Когда "Самурай" въехал на стоянку интерната Сьело-Виста, Джулия была уже в прекрасном расположении духа. Она вылезла из машины и с улыбкой окинула взглядом полоску, где сходились небо и океан, словно в жизни не видела картины восхитительнее. Панорама и впрямь радовала глаз: Сьело-Виста стоял на крутом обрыве в полумиле от океана, а внизу раскинулись широкие пляжи калифорнийского Золотого Берега. Бобби стоял рядом с женой, слегка втянув голову в плечи и зябко поеживаясь на холодном порывистом ветру.
Собравшись с духом, Джулия взяла Бобби за руку и сжала ее. Они направились в корпус.
Сьело-Виста был частным интернатом, поэтому он даже внешне отличался от стандартных казенных заведений такого рода. Интернат помещался в бледно-розовом двухэтажном здании в испанском стиле. Углы здания, дверные и оконные рамы были облицованы белым мрамором. Входные и балконные двери тоже были выкрашены в белый цвет, а дверные проемы сверху выгибались изящными арками.
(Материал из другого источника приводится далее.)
//! Level packing for timeline events
//!
//! Two passes share this module:
//! - [`SyncPass`] stacks nested synchronous events. An event's level is the
//!   depth of the open-event stack after every event that ended at or before
//!   its start has been popped.
//! - [`AsyncPass`] places whole async step chains on tracks by first fit
//!   against a per-track watermark.
//!
//! Both passes are iterators over placements so callers can interleave their
//! own bookkeeping (headers, flow edges, entries). The `pack_*` functions
//! collect a pass into a plain [`LevelAssignment`].

use super::event::{Phase, PhaseKind, TraceEvent};
use std::collections::BTreeMap;

/// Event index to level mapping plus the number of levels used
#[derive(Debug, Clone, Default, PartialEq, Eq)]
pub struct LevelAssignment {
    pub levels: BTreeMap<usize, usize>,
    pub depth: usize,
}

impl LevelAssignment {
    pub fn level_of(&self, index: usize) -> Option<usize> {
        self.levels.get(&index).copied()
    }
}

/// Where the sync pass put one event
#[derive(Debug, Clone, Copy, PartialEq, Eq)]
pub struct SyncPlacement {
    /// Index into the input slice
    pub index: usize,
    /// Stack depth relative to the region base
    pub depth: usize,
    /// Flow events report a depth but never occupy it
    pub is_flow: bool,
}

/// Input indices sorted by start time, ties kept in input order
fn chronological_order<T>(items: &[T], start_time: impl Fn(&T) -> f64) -> Vec<usize> {
    let mut order: Vec<usize> = (0..items.len()).collect();
    // sort_by is stable
    order.sort_by(|&a, &b| start_time(&items[a]).total_cmp(&start_time(&items[b])));
    order
}

/// Stack-discipline pass over synchronous events
pub struct SyncPass<'a, F>
where
    F: FnMut(&TraceEvent) -> bool,
{
    events: &'a [TraceEvent],
    order: Vec<usize>,
    cursor: usize,
    open_end_times: Vec<f64>,
    max_depth: usize,
    visible: F,
}

impl<'a, F> SyncPass<'a, F>
where
    F: FnMut(&TraceEvent) -> bool,
{
    pub fn new(events: &'a [TraceEvent], visible: F) -> Self {
        Self {
            events,
            order: chronological_order(events, |event| event.start_time),
            cursor: 0,
            open_end_times: Vec::new(),
            max_depth: 0,
            visible,
        }
    }

    /// Levels consumed so far by this region
    pub fn max_depth(&self) -> usize {
        self.max_depth
    }

    fn admits(&mut self, event: &TraceEvent) -> bool {
        let kind = event.kind();
        if kind.is_flow() {
            return true;
        }
        if event.end_time.is_none() && kind != PhaseKind::Instant {
            log::trace!("Skipping unterminated event '{}' at {}", event.name, event.start_time);
            return false;
        }
        if kind.is_async() {
            return false;
        }
        (self.visible)(event)
    }
}

impl<'a, F> Iterator for SyncPass<'a, F>
where
    F: FnMut(&TraceEvent) -> bool,
{
    type Item = SyncPlacement;

    fn next(&mut self) -> Option<Self::Item> {
        while self.cursor < self.order.len() {
            let index = self.order[self.cursor];
            self.cursor += 1;
            let events = self.events;
            let event = &events[index];
            if !self.admits(event) {
                continue;
            }

            while self
                .open_end_times
                .last()
                .is_some_and(|&end| end <= event.start_time)
            {
                self.open_end_times.pop();
            }
            let depth = self.open_end_times.len();

            if event.kind().is_flow() {
                return Some(SyncPlacement { index, depth, is_flow: true });
            }

            self.max_depth = self.max_depth.max(depth + 1);
            if let Some(end) = event.end_time {
                self.open_end_times.push(end);
            }
            return Some(SyncPlacement { index, depth, is_flow: false });
        }
        None
    }
}

/// Where the async pass put one group
#[derive(Debug, Clone, Copy, PartialEq, Eq)]
pub struct AsyncPlacement {
    /// Index into the group slice
    pub group: usize,
    /// Track relative to the region base
    pub track: usize,
}

/// Lowest track whose watermark is at or before `start_time`.
///
/// Returns `watermarks.len()` when every track is still busy, meaning a new
/// track is needed. First fit, not best fit: low tracks fill up first.
pub fn first_fit_track(watermarks: &[f64], start_time: f64) -> usize {
    watermarks
        .iter()
        .position(|&watermark| watermark <= start_time)
        .unwrap_or(watermarks.len())
}

/// Time until which a placed group keeps its track busy
pub fn group_watermark(group: &[TraceEvent]) -> f64 {
    let (Some(first), Some(last)) = (group.first(), group.last()) else {
        return f64::NEG_INFINITY;
    };
    match first.phase {
        Phase::AsyncBegin | Phase::NestableAsyncInstant => last.start_time,
        Phase::NestableAsyncBegin => first.end_time.unwrap_or(f64::INFINITY),
        _ => f64::INFINITY,
    }
}

/// First-fit pass over async step chains
pub struct AsyncPass<'a, F>
where
    F: FnMut(&TraceEvent) -> bool,
{
    groups: &'a [Vec<TraceEvent>],
    order: Vec<usize>,
    cursor: usize,
    watermarks: Vec<f64>,
    visible: F,
}

impl<'a, F> AsyncPass<'a, F>
where
    F: FnMut(&TraceEvent) -> bool,
{
    pub fn new(groups: &'a [Vec<TraceEvent>], visible: F) -> Self {
        let order = chronological_order(groups, |group| {
            group.first().map_or(f64::INFINITY, |event| event.start_time)
        });
        Self {
            groups,
            order,
            cursor: 0,
            watermarks: Vec::new(),
            visible,
        }
    }

    /// Tracks consumed so far by this region
    pub fn track_count(&self) -> usize {
        self.watermarks.len()
    }

    pub fn watermarks(&self) -> &[f64] {
        &self.watermarks
    }
}

impl<'a, F> Iterator for AsyncPass<'a, F>
where
    F: FnMut(&TraceEvent) -> bool,
{
    type Item = AsyncPlacement;

    fn next(&mut self) -> Option<Self::Item> {
        while self.cursor < self.order.len() {
            let group_index = self.order[self.cursor];
            self.cursor += 1;
            let groups = self.groups;
            let group = &groups[group_index];
            let Some(first) = group.first() else {
                continue;
            };
            if !(self.visible)(first) {
                continue;
            }

            let track = first_fit_track(&self.watermarks, first.start_time);
            let watermark = group_watermark(group);
            if track == self.watermarks.len() {
                self.watermarks.push(watermark);
            } else {
                self.watermarks[track] = watermark;
            }
            log::trace!("Async group '{}' placed on track {}", first.name, track);
            return Some(AsyncPlacement { group: group_index, track });
        }
        None
    }
}

/// Pack synchronous events starting at `base_level`.
///
/// Flow events and skipped events are absent from the result.
pub fn pack_sync_events<F>(events: &[TraceEvent], base_level: usize, visible: F) -> LevelAssignment
where
    F: FnMut(&TraceEvent) -> bool,
{
    let mut pass = SyncPass::new(events, visible);
    let mut levels = BTreeMap::new();
    for placement in pass.by_ref() {
        if !placement.is_flow {
            levels.insert(placement.index, base_level + placement.depth);
        }
    }
    LevelAssignment {
        levels,
        depth: pass.max_depth(),
    }
}

/// Pack async groups starting at `base_level`; keys are group indices.
pub fn pack_async_groups<F>(groups: &[Vec<TraceEvent>], base_level: usize, visible: F) -> LevelAssignment
where
    F: FnMut(&TraceEvent) -> bool,
{
    let mut pass = AsyncPass::new(groups, visible);
    let mut levels = BTreeMap::new();
    for placement in pass.by_ref() {
        levels.insert(placement.group, base_level + placement.track);
    }
    LevelAssignment {
        levels,
        depth: pass.track_count(),
    }
}

#[cfg(test)]
mod tests {
    use super::*;

    fn all(_: &TraceEvent) -> bool {
        true
    }

    #[test]
    fn test_nested_events_stack() {
        let events = vec![
            TraceEvent::span("outer", 0.0, 10.0),
            TraceEvent::span("inner", 1.0, 5.0),
            TraceEvent::span("innermost", 2.0, 3.0),
            TraceEvent::span("sibling", 5.0, 8.0),
            TraceEvent::span("next", 10.0, 12.0),
        ];
        let packed = pack_sync_events(&events, 0, all);
        assert_eq!(packed.level_of(0), Some(0));
        assert_eq!(packed.level_of(1), Some(1));
        assert_eq!(packed.level_of(2), Some(2));
        assert_eq!(packed.level_of(3), Some(1));
        assert_eq!(packed.level_of(4), Some(0));
        assert_eq!(packed.depth, 3);
    }

    #[test]
    fn test_base_level_offsets() {
        let events = vec![TraceEvent::span("a", 0.0, 2.0), TraceEvent::span("b", 1.0, 2.0)];
        let packed = pack_sync_events(&events, 7, all);
        assert_eq!(packed.level_of(0), Some(7));
        assert_eq!(packed.level_of(1), Some(8));
        assert_eq!(packed.depth, 2);
    }

    #[test]
    fn test_unterminated_events_are_skipped() {
        let events = vec![
            TraceEvent::new("open", Phase::Begin, 0.0, None),
            TraceEvent::span("closed", 1.0, 2.0),
        ];
        let packed = pack_sync_events(&events, 0, all);
        assert_eq!(packed.level_of(0), None);
        assert_eq!(packed.level_of(1), Some(0));
        assert_eq!(packed.depth, 1);
    }

    #[test]
    fn test_instants_do_not_open_a_level() {
        let events = vec![
            TraceEvent::instant("tick", 1.0),
            TraceEvent::span("work", 1.0, 3.0),
            TraceEvent::instant("tock", 2.0),
        ];
        let packed = pack_sync_events(&events, 0, all);
        assert_eq!(packed.level_of(0), Some(0));
        assert_eq!(packed.level_of(1), Some(0));
        assert_eq!(packed.level_of(2), Some(1));
    }

    #[test]
    fn test_async_and_hidden_events_are_excluded() {
        let events = vec![
            TraceEvent::new("async", Phase::AsyncBegin, 0.0, Some(5.0)),
            TraceEvent::span("hidden", 0.0, 5.0),
            TraceEvent::span("shown", 1.0, 2.0),
        ];
        let packed = pack_sync_events(&events, 0, |event| event.name != "hidden");
        assert_eq!(packed.levels.len(), 1);
        assert_eq!(packed.level_of(2), Some(0));
    }

    #[test]
    fn test_unsorted_input_uses_start_order_with_stable_ties() {
        let events = vec![
            TraceEvent::span("late", 4.0, 6.0),
            TraceEvent::span("parent", 0.0, 5.0),
            TraceEvent::span("child", 0.0, 1.0),
        ];
        let packed = pack_sync_events(&events, 0, all);
        assert_eq!(packed.level_of(1), Some(0));
        assert_eq!(packed.level_of(2), Some(1));
        assert_eq!(packed.level_of(0), Some(1));
    }

    #[test]
    fn test_flow_events_report_depth_without_consuming() {
        let events = vec![
            TraceEvent::span("task", 0.0, 4.0),
            TraceEvent::new("flow", Phase::FlowBegin, 1.0, None).with_id("1"),
        ];
        let placements: Vec<_> = SyncPass::new(&events, all).collect();
        assert_eq!(placements.len(), 2);
        assert!(placements[1].is_flow);
        assert_eq!(placements[1].depth, 1);

        let packed = pack_sync_events(&events, 0, all);
        assert_eq!(packed.depth, 1);
        assert_eq!(packed.level_of(1), None);
    }

    #[test]
    fn test_first_fit_track() {
        assert_eq!(first_fit_track(&[10.0, 5.0, 20.0], 6.0), 1);
        assert_eq!(first_fit_track(&[10.0, 5.0, 20.0], 4.0), 3);
        assert_eq!(first_fit_track(&[], 0.0), 0);
        assert_eq!(first_fit_track(&[3.0], 3.0), 0);
    }

    #[test]
    fn test_group_watermarks() {
        let chain = vec![
            TraceEvent::new("req", Phase::AsyncBegin, 1.0, None),
            TraceEvent::new("req", Phase::AsyncEnd, 9.0, None),
        ];
        assert_eq!(group_watermark(&chain), 9.0);

        let nestable = vec![TraceEvent::new("n", Phase::NestableAsyncBegin, 1.0, Some(4.0))];
        assert_eq!(group_watermark(&nestable), 4.0);

        let unterminated = vec![TraceEvent::new("n", Phase::NestableAsyncBegin, 1.0, None)];
        assert_eq!(group_watermark(&unterminated), f64::INFINITY);
    }

    #[test]
    fn test_async_groups_first_fit() {
        let group = |start: f64, end: f64| {
            vec![
                TraceEvent::new("g", Phase::AsyncBegin, start, None),
                TraceEvent::new("g", Phase::AsyncEnd, end, None),
            ]
        };
        let groups = vec![group(0.0, 10.0), group(1.0, 5.0), group(2.0, 20.0), group(6.0, 7.0)];
        let packed = pack_async_groups(&groups, 0, all);
        assert_eq!(packed.level_of(0), Some(0));
        assert_eq!(packed.level_of(1), Some(1));
        assert_eq!(packed.level_of(2), Some(2));
        // watermarks are [10, 5, 20] here
        assert_eq!(packed.level_of(3), Some(1));
        assert_eq!(packed.depth, 3);
    }

    #[test]
    fn test_unterminated_group_blocks_track() {
        let groups = vec![
            vec![TraceEvent::new("open", Phase::NestableAsyncBegin, 0.0, None)],
            vec![TraceEvent::new("later", Phase::NestableAsyncBegin, 100.0, Some(101.0))],
        ];
        let packed = pack_async_groups(&groups, 2, all);
        assert_eq!(packed.level_of(0), Some(2));
        assert_eq!(packed.level_of(1), Some(3));
    }

    #[test]
    fn test_deterministic() {
        let events: Vec<_> = (0..20)
            .map(|i| TraceEvent::span(format!("e{i}"), (i % 7) as f64, (i % 7) as f64 + (i % 3) as f64 + 0.5))
            .collect();
        let first = pack_sync_events(&events, 0, all);
        let second = pack_sync_events(&events, 0, all);
        assert_eq!(first, second);
    }
}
Над дорожками для прогулок тянулись решетчатые своды, увитые бугенвиллей и пестревшие лиловыми и желтыми цветами. Листья неумолчно шелестели на ветру. Пол внутри здания был устлан серым линолеумом в розовую и бирюзовую крапинку. Вдоль основания светло-розовых стен шла широкая белая полоса, а поверху – лепнина с растительным орнаментом. В такой обстановке и дышится легко и безмятежно.
В холле Джулия остановилась, достала расческу и привела в порядок встрепанные ветром волосы. Потом супруги, на минуту задержавшись у стола дежурной в уютной приемной для посетителей, отправились в комнату Томаса, которая находилась на первом этаже в северном крыле здания.
В комнате стояли две кровати. Кровать Томаса – та, что ближе к окнам, – была пуста. Кресло тоже. Томас склонился над рабочим столом, который он обычно делил со своим соседом по комнате Дереком, и вырезал из журнала фотографию.
Внешность Томаса озадачивала: вроде бы здоровяк – и в то же время заморыш, массивный – и в то же время хрупкий. Физически он был крепок, а вот душой и разумом немощен, и этот внутренний недуг так и просвечивал сквозь его массивное тело. Коренастый крепыш с короткой шеей, округлыми литыми плечами, относительно короткими руками и широкой спиной смахивал на гнома. Но только фигурой: лицом он даже отдаленно не напоминал добродушного и лукавого сказочного персонажа. Черты его были изуродованы вследствие страшной генетической ошибки, биологической трагедии.